> Required action
Pull out every line below holding the word "PersistenceAdapter".

> Data provided
"""

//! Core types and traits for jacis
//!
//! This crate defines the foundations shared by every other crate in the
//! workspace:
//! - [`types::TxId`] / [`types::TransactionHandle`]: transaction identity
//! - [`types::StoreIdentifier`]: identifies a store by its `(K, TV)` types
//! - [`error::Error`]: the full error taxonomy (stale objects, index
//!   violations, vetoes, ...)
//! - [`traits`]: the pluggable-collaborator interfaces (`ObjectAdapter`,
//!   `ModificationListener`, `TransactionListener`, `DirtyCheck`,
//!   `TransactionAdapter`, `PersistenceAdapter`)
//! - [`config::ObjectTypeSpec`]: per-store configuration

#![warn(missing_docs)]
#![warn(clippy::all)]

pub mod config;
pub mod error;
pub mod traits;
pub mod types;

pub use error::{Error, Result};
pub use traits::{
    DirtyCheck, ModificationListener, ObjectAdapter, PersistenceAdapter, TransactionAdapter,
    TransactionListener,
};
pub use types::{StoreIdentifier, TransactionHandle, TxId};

"""
"""

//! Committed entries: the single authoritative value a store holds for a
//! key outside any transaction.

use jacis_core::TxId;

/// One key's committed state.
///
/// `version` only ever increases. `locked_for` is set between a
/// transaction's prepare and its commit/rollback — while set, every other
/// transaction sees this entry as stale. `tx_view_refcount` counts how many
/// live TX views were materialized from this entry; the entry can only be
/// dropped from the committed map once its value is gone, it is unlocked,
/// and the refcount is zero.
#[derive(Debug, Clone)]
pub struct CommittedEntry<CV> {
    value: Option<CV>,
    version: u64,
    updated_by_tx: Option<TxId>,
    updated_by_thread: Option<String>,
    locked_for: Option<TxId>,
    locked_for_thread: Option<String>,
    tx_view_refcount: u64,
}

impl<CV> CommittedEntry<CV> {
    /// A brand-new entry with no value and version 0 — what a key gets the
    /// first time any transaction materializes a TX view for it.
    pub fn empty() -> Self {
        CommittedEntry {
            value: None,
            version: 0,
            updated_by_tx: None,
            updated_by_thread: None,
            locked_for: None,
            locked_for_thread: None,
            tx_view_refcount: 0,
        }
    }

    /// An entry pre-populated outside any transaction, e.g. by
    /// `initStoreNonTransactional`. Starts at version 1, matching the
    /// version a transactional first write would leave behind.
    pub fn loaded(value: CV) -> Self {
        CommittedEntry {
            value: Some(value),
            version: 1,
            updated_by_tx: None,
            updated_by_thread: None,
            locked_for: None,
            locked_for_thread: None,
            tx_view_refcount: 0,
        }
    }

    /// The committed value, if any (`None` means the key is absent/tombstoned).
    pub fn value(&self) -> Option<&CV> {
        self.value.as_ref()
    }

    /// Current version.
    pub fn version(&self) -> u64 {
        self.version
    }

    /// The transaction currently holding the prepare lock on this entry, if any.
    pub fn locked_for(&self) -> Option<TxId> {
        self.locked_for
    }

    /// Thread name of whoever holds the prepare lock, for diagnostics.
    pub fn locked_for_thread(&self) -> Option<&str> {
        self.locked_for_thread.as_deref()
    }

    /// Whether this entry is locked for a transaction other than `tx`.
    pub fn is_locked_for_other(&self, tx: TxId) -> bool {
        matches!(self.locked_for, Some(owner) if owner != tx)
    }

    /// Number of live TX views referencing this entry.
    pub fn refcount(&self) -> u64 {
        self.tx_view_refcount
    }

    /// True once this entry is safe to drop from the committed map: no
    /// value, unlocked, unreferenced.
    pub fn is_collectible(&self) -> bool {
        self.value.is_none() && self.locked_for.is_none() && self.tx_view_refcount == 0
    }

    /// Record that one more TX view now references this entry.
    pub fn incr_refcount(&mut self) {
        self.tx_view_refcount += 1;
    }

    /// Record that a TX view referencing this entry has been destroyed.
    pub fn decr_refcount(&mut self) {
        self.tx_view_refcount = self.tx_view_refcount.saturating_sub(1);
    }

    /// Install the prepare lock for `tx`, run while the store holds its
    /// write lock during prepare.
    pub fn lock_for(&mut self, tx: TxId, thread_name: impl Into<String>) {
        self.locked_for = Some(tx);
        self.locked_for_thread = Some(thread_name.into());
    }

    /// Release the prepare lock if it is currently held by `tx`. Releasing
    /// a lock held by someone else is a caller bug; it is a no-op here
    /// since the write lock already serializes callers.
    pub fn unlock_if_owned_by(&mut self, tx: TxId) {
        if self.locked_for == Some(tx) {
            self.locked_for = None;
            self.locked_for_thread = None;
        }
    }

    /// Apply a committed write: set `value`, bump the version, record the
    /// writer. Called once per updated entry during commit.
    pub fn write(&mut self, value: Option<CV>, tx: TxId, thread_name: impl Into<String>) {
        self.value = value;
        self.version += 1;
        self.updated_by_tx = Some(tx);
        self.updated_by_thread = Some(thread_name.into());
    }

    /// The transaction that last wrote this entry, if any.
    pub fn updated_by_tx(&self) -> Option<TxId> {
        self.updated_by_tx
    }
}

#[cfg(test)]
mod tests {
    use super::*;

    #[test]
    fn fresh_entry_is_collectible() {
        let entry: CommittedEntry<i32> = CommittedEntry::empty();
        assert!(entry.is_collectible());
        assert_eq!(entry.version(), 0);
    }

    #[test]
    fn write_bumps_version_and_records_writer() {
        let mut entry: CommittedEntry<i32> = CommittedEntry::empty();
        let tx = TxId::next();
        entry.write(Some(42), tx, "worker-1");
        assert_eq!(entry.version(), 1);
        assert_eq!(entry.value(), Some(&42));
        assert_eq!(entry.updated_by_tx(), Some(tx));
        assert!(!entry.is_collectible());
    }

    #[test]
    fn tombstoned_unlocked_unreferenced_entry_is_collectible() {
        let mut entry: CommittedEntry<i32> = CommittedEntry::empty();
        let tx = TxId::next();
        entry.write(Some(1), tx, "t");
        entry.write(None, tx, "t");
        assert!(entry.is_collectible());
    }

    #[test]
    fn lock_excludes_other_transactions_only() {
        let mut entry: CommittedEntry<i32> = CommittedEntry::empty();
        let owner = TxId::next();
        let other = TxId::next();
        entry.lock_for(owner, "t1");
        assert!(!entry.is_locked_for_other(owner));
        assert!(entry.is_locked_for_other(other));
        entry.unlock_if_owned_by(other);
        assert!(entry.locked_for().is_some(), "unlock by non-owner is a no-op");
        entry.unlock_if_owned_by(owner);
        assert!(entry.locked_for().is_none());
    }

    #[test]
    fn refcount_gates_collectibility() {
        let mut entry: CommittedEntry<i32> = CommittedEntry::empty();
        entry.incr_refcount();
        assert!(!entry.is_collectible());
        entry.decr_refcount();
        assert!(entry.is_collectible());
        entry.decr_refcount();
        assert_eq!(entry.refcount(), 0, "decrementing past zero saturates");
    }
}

"""

> The completed task
//!   `TransactionAdapter`, `PersistenceAdapter`)
    DirtyCheck, ModificationListener, ObjectAdapter, PersistenceAdapter, TransactionAdapter,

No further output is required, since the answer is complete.